Large Language Models (LLMs) are powerful, but they only know what they were trained on. To make them truly useful, we need to give them access to our own data. This is the core idea behind Retrieval-Augmented Generation (RAG), and it's now possible to build a complete RAG pipeline on the edge using Cloudflare's serverless stack.
I built a tool that lets a user upload a PDF, ask questions about it, and get answers sourced directly from the document's content. This article explains the end-to-end architecture, combining Workers AI for intelligence, R2 for file storage, and the new Vectorize database for blazingly fast semantic search.
The Challenge: Building a RAG Pipeline is Hard
A typical RAG system requires a complex, multi-stage pipeline:
- A way to upload and parse documents (like PDFs).
- An embedding model to convert text chunks into vector representations.
- A dedicated vector database (like Pinecone or Weaviate) to store and search these vectors.
- An LLM to generate answers based on the search results.
- A backend server to orchestrate all these moving parts.
This is expensive, difficult to scale, and involves stitching together multiple services.
The All-in-One Edge Solution: The Cloudflare AI Stack
Cloudflare now provides all the necessary components in one tightly integrated, serverless platform. Cloudflare Vectorize is a vector database built for the edge, designed to work seamlessly with Workers and Workers AI.
The RAG Architecture on Cloudflare
- Upload & Chunk: A user uploads a PDF. A Worker saves it to R2, parses the text, and splits it into smaller, manageable chunks.
- Embed & Insert: The Worker sends each text chunk to a Workers AI embedding model (`@cf/baai/bge-base-en-v1.5`). The model returns a vector. The Worker then inserts this vector, along with the original text chunk, into a Vectorize index.
- Query: The user asks a question. The Worker takes the question and sends it to the *same* embedding model to create a query vector.

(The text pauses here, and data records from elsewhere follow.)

fn row_to_job(row: &libsql::Row) -> Result<DistillationJob> {
    let status: String = row.get(3).map_err(db_err)?;
    let triggered_by: String = row.get(5).map_err(db_err)?;
    let config_json: String = row.get(6).map_err(db_err)?;
    Ok(DistillationJob {
        id: row.get::<String>(0).map_err(db_err)?,
        domain_id: row.get::<String>(1).map_err(db_err)?,
        owner: row.get::<String>(2).map_err(db_err)?,
        status: status.parse()?,
        priority: row.get::<i64>(4).map_err(db_err)? as i32,
        triggered_by: triggered_by.parse()?,
        config: serde_json::from_str(&config_json)?,
        created_at: parse_timestamp(&row.get::<String>(7).map_err(db_err)?)?,
        started_at: optional_timestamp(row, 8)?,
        completed_at: optional_timestamp(row, 9)?,
        error: row.get::<String>(10).ok(),
        result: match row.get::<String>(11).ok() {
            Some(json) => Some(serde_json::from_str(&json)?),
            None => None,
        },
    })
}

fn optional_timestamp(row: &libsql::Row, idx: i32) -> Result<Option<chrono::DateTime<Utc>>> {
    match row.get::<String>(idx).ok() {
        Some(s) => Ok(Some(parse_timestamp(&s)?)),
        None => Ok(None),
    }
}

- Search: The Worker uses this query vector to search the Vectorize index using `.query()`. Vectorize returns the most semantically similar text chunks from the original PDF.
- Generate: The Worker constructs a new prompt for an LLM (like Llama 2), including the user's question and the relevant text chunks from the search. It sends this prompt to Workers AI, which generates a final, context-aware answer.
This entire sophisticated process runs without a single traditional server, with data and compute co-located at the edge for maximum performance.
Diving into the Code: Querying Vectorize
The real magic of RAG is finding the right context. Here’s a simplified look at how a Worker can query a Vectorize index to find relevant document chunks.
// Simplified worker logic for querying Vectorize and generating a response
export default {
async fetch(request, env, ctx) {
const { question, vectorIndexName } = await request.json();
// 1. Create a vector embedding from the user's question
const embeddingResponse = await env.AI.run('@cf/baai/bge-base-en-v1.5', { text: [question] });
const queryVector = embeddingResponse.data[0];
// 2. Query the Vectorize index to find similar vectors
const index = env.VECTORIZE_INDEX; // Binding to the Vectorize index
const searchResults = await index.query(queryVector, { topK: 3 });
// 3. Get the original text from the search results
const context = searchResults.matches.map(match => match.metadata.text).join('\n---\n');
// 4. Build a prompt and ask the LLM
const prompt = `Context: ${context}\n\nQuestion: ${question}\n\nAnswer:`;
const llmResponse = await env.AI.run('@cf/meta/llama-2-7b-chat-int8', { prompt });
return new Response(JSON.stringify(llmResponse));
}
};
This code demonstrates the core RAG loop: embed, search, and generate. `env.VECTORIZE_INDEX` is the binding to our index, and `index.query()` performs the powerful similarity search.
The Future of AI Applications
This project showcases a powerful new reality for developers:
- Accessible RAG: Sophisticated AI architectures are no longer the exclusive domain of large tech companies.
- Integrated Stack: No more "glue code" between different cloud providers. Everything works together seamlessly.
- Unmatched Performance: Vector search at the edge means your AI can retrieve context and answer questions faster than ever.
- Predictable Cost: With generous free tiers across the stack, building powerful AI tools is now more affordable than ever.
The ability to build full-stack, stateful, and intelligent applications entirely on the edge is here, and Cloudflare is leading the charge.